An illegal take-off photo:
I was under the impression that it was a direct flight to Melbourne and even asked her numerous times "So it definitely doesn't stop off anywhere before then?" but anyway, it happened and that was fine. Gave me a chance to stop off and have a couple of cigs in the greatest humidity I could have ever dreamed of.
The wing of the airbus:
On the flight there, I was stuck in a window seat all the way, even though I specified aisle and tried my luck asking the couple sitting next to me if we could switch which they obviously didn't want to (fair enough). However, it was a Qantas flight and even though I was in economy, there was a perfectly fine amount of legroom and even a little space between myself and the window, so all was good and they were a nice couple whose name now escapes me (of course - see the soliloquy about "single serve friends on planes" in the awesome film "Fight Club" to understand where I'm coming from).

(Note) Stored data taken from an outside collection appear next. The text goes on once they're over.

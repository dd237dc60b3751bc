//! Drift-correction pacing
//!
//! A client aims to stay a few frames ahead of where it believes the host
//! is: far enough that its inputs reach the host before the host simulates
//! those frames. The gap between that target and the local simulation
//! position is the *drift*. It drives a clamped proportional playback rate,
//! plus forced and extra ticks when the gap grows too large for gradual
//! correction.
//!
//! Everything here is a pure function of its arguments.

use std::time::Duration;

use rollsync_shared::Frame;

use super::config::{PacingConfig, RateBand};
use crate::simulation::IntroTimer;

/// Extrapolated host frame.
///
/// `last_received` plus the frames the host should have simulated since it
/// arrived, capped at `max(1, max_rollback)` so a long silence cannot run
/// the estimate away.
pub fn estimated_host_frame(
    last_received: Frame,
    since_last: Option<Duration>,
    fixed_step: f64,
    max_rollback: u32,
) -> f64 {
    let Some(elapsed) = since_last else {
        return f64::from(last_received);
    };
    let max_advance = f64::from(max_rollback.max(1));
    let advance = (elapsed.as_secs_f64() / fixed_step).clamp(0.0, max_advance);
    f64::from(last_received) + advance
}

/// Intro lead scale in `0.0..=1.0`, ramping up as the intro runs out
pub fn intro_lead_scale(intro: Option<IntroTimer>) -> f64 {
    match intro {
        Some(timer) if timer.is_running() => {
            (1.0 - f64::from(timer.remaining) / f64::from(timer.total)).clamp(0.0, 1.0)
        }
        _ => 1.0,
    }
}

/// Frames a client should run ahead of the estimated host frame
pub fn lead_frames(
    config: &PacingConfig,
    rtt: Option<Duration>,
    fixed_step: f64,
    intro: Option<IntroTimer>,
) -> u32 {
    let mut lead = config.client_lead_frames;
    if let Some(rtt) = rtt.filter(|rtt| !rtt.is_zero()) {
        let rtt_frames = rtt.as_secs_f64() / fixed_step;
        let extra = (rtt_frames * 0.5).floor().max(0.0) as u32;
        lead += extra.min(config.client_max_extra_lead);
    }
    let scale = intro_lead_scale(intro);
    if scale >= 1.0 {
        lead
    } else {
        (f64::from(lead) * scale).floor() as u32
    }
}

/// Target minus the fractional simulation position
pub fn drift(target: f64, current: Frame, accumulator: f64, fixed_step: f64) -> f64 {
    target - (f64::from(current) + accumulator / fixed_step)
}

/// Whether a client is so far ahead it should stop ticking
pub fn is_too_far_ahead(drift: f64, slack: u32) -> bool {
    drift < -f64::from(slack)
}

/// Outcome of [`plan_ticks`]
#[derive(Debug, Clone, Copy, PartialEq)]
pub struct TickPlan {
    /// Simulation ticks to run now
    pub ticks: u32,
    /// Playback rate applied to `dt`
    pub rate_scale: f64,
    /// Accumulator after adding scaled `dt`, before ticks are consumed
    pub accumulator: f64,
}

/// Decide how many ticks to run for `dt` seconds of wall-clock time.
///
/// `adjust_rate` is true for clients; the host always plays at 1.0.
pub fn plan_ticks(
    band: &RateBand,
    adjust_rate: bool,
    drift: f64,
    accumulator: f64,
    dt: f64,
    fixed_step: f64,
    max_frame_delta: u32,
) -> TickPlan {
    let rate_scale = if adjust_rate {
        (1.0 + drift * band.drift_gain).clamp(band.rate_min, band.rate_max)
    } else {
        1.0
    };

    let accumulator =
        (accumulator.max(0.0) + dt * rate_scale).min(fixed_step * f64::from(max_frame_delta));
    let mut ticks = (accumulator / fixed_step).floor() as u32;

    if ticks == 0 && drift > band.force_tick {
        ticks = 1;
    }
    if drift > band.extra_ticks {
        ticks = (ticks + band.extra_tick_boost).max(1).min(band.max_ticks);
    }

    TickPlan {
        ticks,
        rate_scale,
        accumulator,
    }
}
//! Netplay wire protocol
//!
//! Every message exchanged between host and clients is a variant of the
//! closed [`NetMessage`] enum, serialized with bitcode and framed so that
//! truncated, foreign or mismatched-version packets are rejected before
//! decoding.
//!
//! # Wire Format
//!
//! ```text
//! [RSYN][version:u16][length:u32][bitcode payload...]
//! ```
//!
//! # Stage Epochs
//!
//! Messages that belong to a stage carry its `stage_seq`. Receivers drop any
//! such message whose epoch differs from their own, except the epoch
//! transition messages ([`NetMessage::is_epoch_transition`]).

use bitcode::{Decode, Encode};

mod client;
mod host;
mod presence;


pub use client::{
    Ack, InputBatch, InputEntry, InputMessage, SnapshotReason, SnapshotRequest, StageReady,
};
pub use host::{FrameBatch, FrameBundle, HashClaim, PlayerInput, Snapshot, StageSync, Start};
pub use presence::{ChatMessage, Kick, PlayerJoin, PlayerLeave, ProfileUpdate, RoomUpdate};

/// Protocol magic bytes
pub const WIRE_MAGIC: [u8; 4] = *b"RSYN";

/// Current protocol version
pub const WIRE_VERSION: u16 = 1;

/// Header size: magic (4) + version (2) + length (4)
pub const WIRE_HEADER_SIZE: usize = 10;

// ============================================================================
// Core Message Enum
// ============================================================================

/// Top-level netplay message enum
#[derive(Debug, Clone, PartialEq, Encode, Decode)]
pub enum NetMessage {
    // Client -> Host
    /// Single input sample
    Input(InputMessage),
    /// Unacknowledged inputs inside the resend window
    InputBatch(InputBatch),
    /// Host frame acknowledgement
    Ack(Ack),
    /// RTT ping
    Ping(u32),
    /// Stage loaded
    StageReady(StageReady),
    /// Snapshot request
    SnapshotRequest(SnapshotRequest),

    // Host -> Client
    /// One simulated frame
    Frame(FrameBundle),
    /// Resend window of simulated frames
    FrameBatch(FrameBatch),
    /// Stage handshake complete
    StageSync(StageSync),
    /// Full state snapshot
    Snapshot(Snapshot),
    /// RTT ping reply
    Pong(u32),
    /// New stage epoch
    Start(Start),

    // Presence (relayed by host)
    PlayerJoin(PlayerJoin),
    PlayerLeave(PlayerLeave),
    PlayerProfile(ProfileUpdate),
    Chat(ChatMessage),
    RoomUpdate(RoomUpdate),
    Kick(Kick),
    MatchEnd,
}

/// Which side may send a message
#[derive(Debug, Clone, Copy, PartialEq, Eq)]
pub enum MessageDirection {
    ClientToHost,
    HostToClient,
    Either,
}

impl NetMessage {
    /// Stage epoch the message belongs to, if it is epoch-scoped
    pub fn stage_seq(&self) -> Option<u32> {
        match self {
            Self::Input(msg) => Some(msg.stage_seq),
            Self::InputBatch(msg) => Some(msg.stage_seq),
            Self::Ack(msg) => Some(msg.stage_seq),
            Self::StageReady(msg) => Some(msg.stage_seq),
            Self::SnapshotRequest(msg) => Some(msg.stage_seq),
            Self::Frame(msg) => Some(msg.stage_seq),
            Self::FrameBatch(msg) => Some(msg.stage_seq),
            Self::StageSync(msg) => Some(msg.stage_seq),
            Self::Snapshot(msg) => Some(msg.stage_seq),
            Self::Start(msg) => Some(msg.stage_seq),
            Self::PlayerJoin(msg) => Some(msg.stage_seq),
            Self::Ping(_)
            | Self::Pong(_)
            | Self::PlayerLeave(_)
            | Self::PlayerProfile(_)
            | Self::Chat(_)
            | Self::RoomUpdate(_)
            | Self::Kick(_)
            | Self::MatchEnd => None,
        }
    }

    /// Messages that are accepted regardless of the receiver's epoch
    pub fn is_epoch_transition(&self) -> bool {
        matches!(
            self,
            Self::Start(_) | Self::PlayerJoin(_) | Self::PlayerLeave(_)
        )
    }

    /// Whether a receiver in epoch `current` should drop this message
    pub fn is_stale(&self, current: u32) -> bool {
        match self.stage_seq() {
            Some(seq) => seq != current && !self.is_epoch_transition(),
            None => false,
        }
    }

    pub fn direction(&self) -> MessageDirection {
        match self {
            Self::Input(_)
            | Self::InputBatch(_)
            | Self::Ack(_)
            | Self::Ping(_)
            | Self::StageReady(_)
            | Self::SnapshotRequest(_) => MessageDirection::ClientToHost,
            Self::Frame(_)
            | Self::FrameBatch(_)
            | Self::StageSync(_)
            | Self::Snapshot(_)
            | Self::Pong(_)
            | Self::Start(_)
            | Self::PlayerJoin(_)
            | Self::PlayerLeave(_)
            | Self::RoomUpdate(_)
            | Self::Kick(_)
            | Self::MatchEnd => MessageDirection::HostToClient,
            Self::PlayerProfile(_) | Self::Chat(_) => MessageDirection::Either,
        }
    }

    /// Short name for logs
    pub fn kind(&self) -> &'static str {
        match self {
            Self::Input(_) => "input",
            Self::InputBatch(_) => "input_batch",
            Self::Ack(_) => "ack",
            Self::Ping(_) => "ping",
            Self::StageReady(_) => "stage_ready",
            Self::SnapshotRequest(_) => "snapshot_request",
            Self::Frame(_) => "frame",
            Self::FrameBatch(_) => "frame_batch",
            Self::StageSync(_) => "stage_sync",
            Self::Snapshot(_) => "snapshot",
            Self::Pong(_) => "pong",
            Self::Start(_) => "start",
            Self::PlayerJoin(_) => "player_join",
            Self::PlayerLeave(_) => "player_leave",
            Self::PlayerProfile(_) => "player_profile",
            Self::Chat(_) => "chat",
            Self::RoomUpdate(_) => "room_update",
            Self::Kick(_) => "kick",
            Self::MatchEnd => "match_end",
        }
    }

    /// Serialize message to bytes with framing
    ///
    /// Returns wire format: [RSYN][version:u16][length:u32][payload...]
    pub fn to_bytes(&self) -> Vec<u8> {
        let payload = bitcode::encode(self);
        let mut bytes = Vec::with_capacity(WIRE_HEADER_SIZE + payload.len());

        bytes.extend_from_slice(&WIRE_MAGIC);
        bytes.extend_from_slice(&WIRE_VERSION.to_le_bytes());
        bytes.extend_from_slice(&(payload.len() as u32).to_le_bytes());
        bytes.extend_from_slice(&payload);

        bytes
    }

    /// Deserialize message from framed bytes
    ///
    /// Validates magic, version, and length before decoding payload.
    pub fn from_bytes(bytes: &[u8]) -> Result<Self, WireError> {
        if bytes.len() < WIRE_HEADER_SIZE {
            return Err(WireError::TooShort);
        }

        if bytes[0..4] != WIRE_MAGIC {
            return Err(WireError::InvalidMagic);
        }

        let version = u16::from_le_bytes([bytes[4], bytes[5]]);
        if version != WIRE_VERSION {
            return Err(WireError::VersionMismatch {
                expected: WIRE_VERSION,
                got: version,
            });
        }

        let length = u32::from_le_bytes([bytes[6], bytes[7], bytes[8], bytes[9]]) as usize;
        if bytes.len() < WIRE_HEADER_SIZE + length {
            return Err(WireError::IncompletePayload {
                expected: length,
                got: bytes.len() - WIRE_HEADER_SIZE,
            });
        }

        let payload = &bytes[WIRE_HEADER_SIZE..WIRE_HEADER_SIZE + length];
        bitcode::decode(payload).map_err(|e| WireError::DecodeFailed(e.to_string()))
    }
}

/// Errors that can occur when decoding framed messages
#[derive(Debug, Clone, PartialEq, Eq, thiserror::Error)]
pub enum WireError {
    /// Message too short for header
    #[error("message too short for wire header")]
    TooShort,
    /// Invalid magic bytes
    #[error("invalid wire magic bytes")]
    InvalidMagic,
    /// Protocol version mismatch
    #[error("wire version mismatch: expected {expected}, got {got}")]
    VersionMismatch { expected: u16, got: u16 },
    /// Payload incomplete
    #[error("incomplete payload: expected {expected} bytes, got {got}")]
    IncompletePayload { expected: usize, got: usize },
    /// Bitcode decode failed
    #[error("failed to decode message: {0}")]
    DecodeFailed(String),
}
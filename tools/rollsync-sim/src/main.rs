//! Rollsync Sim - headless netplay simulator
//!
//! Runs a host and any number of clients in one process, connected by the
//! loopback network with configurable latency, jitter and loss. Every
//! participant plays a small deterministic arena game driven by seeded bots.
//! At the end the tool prints per-player rollback/desync/snapshot counters
//! and whether all hash histories agree.
//!
//! # Usage
//!
//! ```bash
//! # Three clients over a 40ms link with 2% loss
//! rollsync-sim --clients 3 --latency-ms 40 --jitter-ms 10 --loss 0.02
//!
//! # Force a desync on the first client and watch it repair
//! rollsync-sim --diverge-at 120
//!
//! # Tuning from a scenario file, fail the run if hashes differ
//! rollsync-sim --scenario rollsync-sim.toml --check
//! ```
//!
//! Set `RUST_LOG=rollsync_core=debug` for protocol traces.

mod arena;
mod run;
mod scenario;

use std::path::PathBuf;

use anyhow::Result;
use clap::Parser;

use run::RunOptions;
use scenario::Scenario;

/// Headless rollback netplay simulator
#[derive(Parser, Debug)]
#[command(name = "rollsync-sim")]
#[command(about = "Simulate a rollback netplay session over a lossy loopback network")]
#[command(version)]
struct Cli {
    /// Number of clients besides the host
    #[arg(short, long, default_value_t = 2)]
    clients: u16,

    /// Stages played back to back
    #[arg(long, default_value_t = 1)]
    stages: u32,

    /// Seconds of play per stage
    #[arg(short, long, default_value_t = 20.0)]
    seconds: f64,

    /// Network and bot seed
    #[arg(long, default_value_t = 1)]
    seed: u64,

    /// Intro countdown length in frames
    #[arg(long, default_value_t = 0)]
    intro_frames: u32,

    /// Corrupt the first client's world at this tick
    #[arg(long)]
    diverge_at: Option<u32>,

    /// Scenario TOML with [link] and [netplay] tables
    #[arg(long)]
    scenario: Option<PathBuf>,

    /// One-way latency in milliseconds (overrides the scenario)
    #[arg(long)]
    latency_ms: Option<u64>,

    /// Extra random delay in milliseconds (overrides the scenario)
    #[arg(long)]
    jitter_ms: Option<u64>,

    /// Packet loss probability 0.0..=1.0 (overrides the scenario)
    #[arg(long)]
    loss: Option<f64>,

    /// Exit with an error if hash histories disagree at the end
    #[arg(long)]
    check: bool,
}

fn main() -> Result<()> {
    tracing_subscriber::fmt()
        .with_env_filter(
            tracing_subscriber::EnvFilter::try_from_default_env()
                .unwrap_or_else(|_| tracing_subscriber::EnvFilter::new("info")),
        )
        .init();

    let cli = Cli::parse();

    let mut scenario = match &cli.scenario {
        Some(path) => Scenario::load(path)?,
        None => Scenario::default(),
    };
    scenario.override_link(cli.latency_ms, cli.jitter_ms, cli.loss);

    let options = RunOptions {
        clients: cli.clients,
        stages: cli.stages.max(1),
        stage_seconds: cli.seconds.max(0.0),
        seed: cli.seed,
        intro_frames: cli.intro_frames,
        diverge_at: cli.diverge_at,
    };

    let report = run::execute(&scenario, &options)?;
    report.print();

    if cli.check && !report.hashes_agree {
        anyhow::bail!("hash histories differ at frame {}", report.checked_frame);
    }
    Ok(())
}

At one point in the 12-13 hour flight, I actually scurried out of the seat prison to the toilet and just stood around talking to people for an hour. Yes I was that toilet goblin who forced you to talk with him while he stretched on QF10. Good times, eh?
In Singapore I turned on my phone to find a message from my lovely girlfriend. "Aww that's nice" you may be thinking; it read as follows:
"Please text me whenever you get this. This bloody volcano is an arsehole."
Which...*isn't* really what you want to hear when you're in an airport, soon to take a plane to the very place that has been having disruptions due to the Chilean volcano...after some foraying back and forth of texts, I found out that the Aussie news was saying that all flights into Adelaide and out of Melbourne had been grounded for safety reasons. Oh joy.
Anyway, one 8-9 hour flight later with a screaming baby (but this time an aisle seat donated by a girl I met in the airport who was doing exactly the same thing as I was - working holiday visa to be with her partner - she preferred the window, so awesome, anyway, after that you hit the goddamn Aussie customs line. And by line I mean population as in it could legally constitute a separate state with how many people were in it. That took about half an hour of my life, but I got through no problems - no great big interview or anything (which I was expecting), just an "enjoy your stay" after exchanging a few friendly words with a passport inspector which cheered me up. Then the same huge queue to collect my bag and go one-by-one through the...bag...man? I don't know his proper title.
About 10 single serve friends later, I made it to the check-in desk which, as I expected, told me no flight to Adelaide. Got their information to reclaim my money and high-tailed it to the city-link bus to the coach station for a ticket to Adelaide. Of course, the "20 minute" bus journey became roughly 45 minutes and when I got to the bus station, I was told the soonest bus they had was the next morning (it was about 10:00am local time). Yeah. Awesome.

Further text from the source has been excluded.